Collected data entries
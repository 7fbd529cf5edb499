//! Capability providers and member enumeration.

use std::collections::{BTreeMap, BTreeSet, btree_map};
use std::fmt;
use std::sync::Arc;

use keyword_primitives::{Error, Result, Value};

use crate::callable::{Callable, module_functions};
use crate::library::{Initializer, Library, LibraryType, TypeMember};

/// Value of an enumerated member.
#[derive(Clone, Debug)]
pub enum MemberValue {
    /// A function or bound method.
    Callable(Callable),
    /// A plain attribute value.
    Value(Value),
    /// A computed attribute that was not evaluated.
    Property,
}

/// A `(name, value)` pair yielded by member enumeration.
#[derive(Clone, Debug)]
pub struct Member {
    name: String,
    value: MemberValue,
}

impl Member {
    /// Creates a member.
    #[must_use]
    pub fn new(name: impl Into<String>, value: MemberValue) -> Self {
        Self {
            name: name.into(),
            value,
        }
    }

    /// Creates a member holding `callable` under the callable's own name.
    #[must_use]
    pub fn callable(callable: Callable) -> Self {
        Self::new(callable.name().to_owned(), MemberValue::Callable(callable))
    }

    /// Creates a member holding a plain value.
    #[must_use]
    pub fn plain(name: impl Into<String>, value: impl Into<Value>) -> Self {
        Self::new(name, MemberValue::Value(value.into()))
    }

    /// Member name.
    #[must_use]
    pub fn name(&self) -> &str {
        &self.name
    }

    /// Member value.
    #[must_use]
    pub fn value(&self) -> &MemberValue {
        &self.value
    }

    /// Returns the keyword name and callable when the member is an exposed
    /// callable.
    #[must_use]
    pub fn keyword(&self) -> Option<(&str, &Callable)> {
        match &self.value {
            MemberValue::Callable(callable) => {
                let metadata = callable.exposure()?;
                Some((metadata.exposed_name(&self.name), callable))
            }
            MemberValue::Value(_) | MemberValue::Property => None,
        }
    }
}
//! Exposure metadata marking a callable as a keyword.

use serde::{Deserialize, Serialize};

/// Marks a callable as a keyword and optionally renames and tags it.
///
/// Callables without exposure metadata are invisible to keyword discovery.
#[derive(Clone, Debug, Default, PartialEq, Eq, Serialize, Deserialize)]
pub struct ExposureMetadata {
    #[serde(default, skip_serializing_if = "Option::is_none")]
    name: Option<String>,
    #[serde(default, skip_serializing_if = "Vec::is_empty")]
    tags: Vec<String>,
}

impl ExposureMetadata {
    /// Creates metadata exposing the callable under its own name, untagged.
    #[must_use]
    pub fn new() -> Self {
        Self::default()
    }

    /// Creates metadata exposing the callable under `name`.
    #[must_use]
    pub fn named(name: impl Into<String>) -> Self {
        Self::new().with_name(name)
    }

    /// Overrides the exposed keyword name.
    #[must_use]
    pub fn with_name(mut self, name: impl Into<String>) -> Self {
        self.name = Some(name.into());
        self
    }

    /// Replaces the tag list, preserving order.
    #[must_use]
    pub fn with_tags<I, S>(mut self, tags: I) -> Self
    where
        I: IntoIterator<Item = S>,
        S: Into<String>,
    {
        self.tags = tags.into_iter().map(Into::into).collect();
        self
    }

    /// Returns the explicit name override, if any.
    #[must_use]
    pub fn name(&self) -> Option<&str> {
        self.name.as_deref()
    }

    /// Returns the tags in registration order.
    #[must_use]
    pub fn tags(&self) -> &[String] {
        &self.tags
    }

    /// Returns the keyword name, falling back to `member` when no override
    /// was given or the override is empty.
    #[must_use]
    pub fn exposed_name<'a>(&'a self, member: &'a str) -> &'a str {
        match self.name.as_deref() {
            Some(name) if !name.is_empty() => name,
            _ => member,
        }
    }
}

(To do):
Whenever the word "plain" shows up in a line above, copy that line.

(Task solution):
    /// A plain attribute value.
    /// Creates a member holding a plain value.
    pub fn plain(name: impl Into<String>, value: impl Into<Value>) -> Self {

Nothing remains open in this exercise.